C’était le tour de Mildar. Il vint prendre sa place au milieu du silence le plus profond, choisit avec un soin extrême une flèche dans sa trousse, la posa en équilibre sur son doigt, de manière à voir si le fer de la pointe ne pesait pas plus que l’ivoire de l’encoche ; puis, satisfait de l’examen, il l’ajusta sur la corde ; en ce moment, le comte de Ravenstein son patron se leva, et, tirant une bourse de sa poche :

— Mildar, lui dit-il, si tu touches plus près de la broche que tes deux adversaires, cette bourse est à toi.

Pins il jeta la bourse, qui vint rouler aux pieds de l’archer.

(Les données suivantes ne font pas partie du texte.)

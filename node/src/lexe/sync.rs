use std::collections::HashMap;
use std::ops::Deref;
use std::sync::Arc;

use anyhow::{anyhow, Context};
use bitcoin::BlockHash;
use common::cli::Network;
use common::shutdown::ShutdownChannel;
use lexe_ln::logger::LexeTracingLogger;
use lightning::chain::transaction::OutPoint;
use lightning::chain::{Listen, Watch};
use lightning_block_sync::poll::{ChainPoller, ValidatedBlockHeader};
use lightning_block_sync::{init as blocksyncinit, SpvClient};
use tokio::time::{self, Duration};
use tracing::{info, warn};

use crate::lexe::channel_manager::NodeChannelManager;
use crate::types::{
    BlockSourceType, BroadcasterType, ChainMonitorType,
    ChannelMonitorListenerType, ChannelMonitorType, FeeEstimatorType, LxTask,
};

/// How often the SpvClient client polls for an updated chain tip
const CHAIN_TIP_POLL_INTERVAL: Duration = Duration::from_secs(15);

/// Represents a fully synced channel manager and channel monitors. The process
/// of initialization completes the synchronization of the passed in chain
/// listeners to the latest chain tip. Finally, the object is consumed via
/// `feed_chain_monitor_and_spawn_spv()`, ending the synchronization process.
pub struct SyncedChainListeners {
    network: Network,
    block_source: Arc<BlockSourceType>,

    channel_manager: NodeChannelManager,
    cmcls: Vec<ChannelMonitorChainListener>,
    blockheader_cache: HashMap<BlockHash, ValidatedBlockHeader>,
    chain_tip: ValidatedBlockHeader,
}

impl SyncedChainListeners {
    #[allow(clippy::too_many_arguments)]
    pub async fn init_and_sync(
        network: Network,

        channel_manager: NodeChannelManager,
        channel_manager_blockhash: BlockHash,
        channel_monitors: Vec<(BlockHash, ChannelMonitorType)>,

        block_source: Arc<BlockSourceType>,
        broadcaster: Arc<BroadcasterType>,
        fee_estimator: Arc<FeeEstimatorType>,
        logger: LexeTracingLogger,
        restarting_node: bool,
    ) -> anyhow::Result<Self> {
        if restarting_node {
            Self::from_existing(
                network,
                channel_manager,
                channel_manager_blockhash,
                channel_monitors,
                block_source,
                broadcaster,
                fee_estimator,
                logger,
            )
            .await
            .context("Could not sync existing node")
        } else {
            Self::from_new(network, channel_manager, block_source)
                .await
                .context("Could not sync new node")
        }
    }

    /// Syncs our existing channel manager and channel monitors to the latest
    /// chain tip. For these two types respectively, LDK impl's Listen for:
    ///
    /// - NodeChannelManager's inner type: `ChannelManagerType`
    /// - A 4-tuple (`ChannelMonitorListenerType`) which contains the channel
    ///   monitor (`ChannelMonitorType`) and handles to other actors.
    ///
    /// And we have to do some acrobatics to ensure `synchronize_listeners()`
    /// recognizes these impls.
    #[allow(clippy::too_many_arguments)]
    async fn from_existing(
        network: Network,

        channel_manager: NodeChannelManager,
        channel_manager_blockhash: BlockHash,
        channel_monitors: Vec<(BlockHash, ChannelMonitorType)>,

        block_source: Arc<BlockSourceType>,
        broadcaster: Arc<BroadcasterType>,
        fee_estimator: Arc<FeeEstimatorType>,
        logger: LexeTracingLogger,
    ) -> anyhow::Result<Self> {
        println!("Syncing chain listeners");
        // This Vec holds (BlockHash, &impl Listen) because that's what the
        // `synchronize_listeners()` API requires. Just deal with it...
        let mut chain_listeners =
            Vec::with_capacity(channel_monitors.len() + 1);

        // Add the channel manager's blockhash and a ref to the inner
        // `ChannelManagerType` (which impls `Listen`) to the chain listeners
        chain_listeners.push((
            channel_manager_blockhash,
            channel_manager.deref() as &dyn Listen,
        ));

        // Construct channel monitor chain listeners from the channel monitors,
        // their blockhashes, and associated broadcasters / fee_estimators
        let mut cmcls = Vec::new();
        for (blockhash, channel_monitor) in channel_monitors {
            let cmcl = ChannelMonitorChainListener::new(
                channel_monitor,
                blockhash,
                broadcaster.clone(),
                fee_estimator.clone(),
                logger.clone(),
            );

            cmcls.push(cmcl);
        }

        // Add the channel monitor blockhashes and a reference to their
        // listeners to the chain listeners vec
        for cmcl in cmcls.iter() {
            chain_listeners
                .push((cmcl.blockhash, &cmcl.listener as &dyn Listen));
        }

        // We can now sync our chain listeners to the latest chain tip.
        let mut blockheader_cache = HashMap::new();
        let chain_tip = blocksyncinit::synchronize_listeners(
            &block_source.as_ref(),
            network.into_inner(),
            &mut blockheader_cache,
            chain_listeners,
        )
        .await
        // BlockSourceError doesn't impl std::error::Error but its innie does
        .map_err(|e| anyhow!(e.into_inner()))
        .context("Could not synchronize chain listeners")?;

        println!("    chain listener sync done.");

        Ok(Self {
            network,
            block_source,
            channel_manager,
            cmcls,
            blockheader_cache,
            chain_tip,
        })
    }

    /// If this was a newly created node, meaning that we have 0 channel
    /// monitors and a `NodeChannelManager` initialized from scratch, our
    /// "SyncedChainListeners" consists of an empty
    /// `ChannelMonitorChainListener`s Vec along with the best validated block
    /// header from our block source.
    async fn from_new(
        network: Network,
        channel_manager: NodeChannelManager,
        block_source: Arc<BlockSourceType>,
    ) -> anyhow::Result<Self> {
        let chain_tip = blocksyncinit::validate_best_block_header(
            &mut block_source.deref(),
        )
        .await
        // BlockSourceError doesn't impl std::error::Error
        .map_err(|e| anyhow!(e.into_inner()))
        .context("Could not validate best block header")?;

        let blockheader_cache = HashMap::new();

        // No persisted channel monitors => no channel monitor chain listeners.
        let cmcls = Vec::new();

        Ok(Self {
            network,
            block_source,
            channel_manager,
            cmcls,
            blockheader_cache,
            chain_tip,
        })
    }

    /// Consumes self, passing the synced channel monitors into the chain
    /// monitor so that it can watch the chain for closing transactions,
    /// fraudulent transactions, etc. Spawns a task for the SPV client to
    /// continue monitoring the chain.
    pub fn feed_chain_monitor_and_spawn_spv(
        mut self,
        chain_monitor: Arc<ChainMonitorType>,
        shutdown: ShutdownChannel,
    ) -> anyhow::Result<LxTask<()>> {
        for cmcl in self.cmcls {
            let (channel_monitor, funding_outpoint) =
                cmcl.into_monitor_and_outpoint();
            chain_monitor
                .watch_channel(funding_outpoint, channel_monitor)
                .map_err(|e| anyhow!("{:?}", e))
                .context("Could not pass channel monitor into chain monitor")?;
        }

        // Spawn the SPV client
        let spv_client_handle = LxTask::spawn(async move {
            // Need let binding o.w. the deref() ref doesn't live long enough
            let mut block_source_deref = self.block_source.deref();

            let chain_poller = ChainPoller::new(
                &mut block_source_deref,
                self.network.into_inner(),
            );
            let chain_listener = (chain_monitor, self.channel_manager);

            let mut spv_client = SpvClient::new(
                self.chain_tip,
                chain_poller,
                &mut self.blockheader_cache,
                &chain_listener,
            );

            let mut poll_timer = time::interval(CHAIN_TIP_POLL_INTERVAL);

            loop {
                tokio::select! {
                    _ = poll_timer.tick() => {
                        if let Err(e) = spv_client.poll_best_tip().await {
                            warn!("Error polling chain tip: {:#}", e.into_inner());
                        }
                    }
                    _ = shutdown.recv() =>
                        break info!("SPV client shutting down"),
                }
            }
        });

        Ok(spv_client_handle)
    }
}

/// Associates a ChannelMonitor `Listen` impl (`ChannelMonitorListenerType`)
/// with its latest synced block and funding outpoint. LDK calls this a
/// "ChainListener" (as opposed to just a Listener, i.e. the `Listen` impl)
pub struct ChannelMonitorChainListener {
    pub blockhash: BlockHash,
    pub listener: ChannelMonitorListenerType,
    pub funding_outpoint: OutPoint,
}

impl ChannelMonitorChainListener {
    pub fn new(
        channel_monitor: ChannelMonitorType,
        blockhash: BlockHash,
        broadcaster: Arc<BroadcasterType>,
        fee_estimator: Arc<FeeEstimatorType>,
        logger: LexeTracingLogger,
    ) -> Self {
        let (funding_outpoint, _script) = channel_monitor.get_funding_txo();

        // This tuple is ChannelMonitorListenerType, which LDK impls Listen for
        let listener = (channel_monitor, broadcaster, fee_estimator, logger);

        Self {
            blockhash,
            listener,
            funding_outpoint,
        }
    }

    /// Consumes self, returning the inner ChannelMonitor and funding outpoint.
    pub fn into_monitor_and_outpoint(self) -> (ChannelMonitorType, OutPoint) {
        let (channel_monitor, _broadcaster, _fee_est, _log) = self.listener;
        (channel_monitor, self.funding_outpoint)
    }
}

Mais celui-ci était si préoccupé, qu’il sembla faire à peine attention à ce que lui disait son maître. La bourse tomba retentissante près de lui sans qu’il détournât la tête ; quelques regards cherchèrent un instant dans l’herbe cet or brillant au milieu des mailles de soie qui le renfermaient, puis se reportèrent aussitôt vers Mildar.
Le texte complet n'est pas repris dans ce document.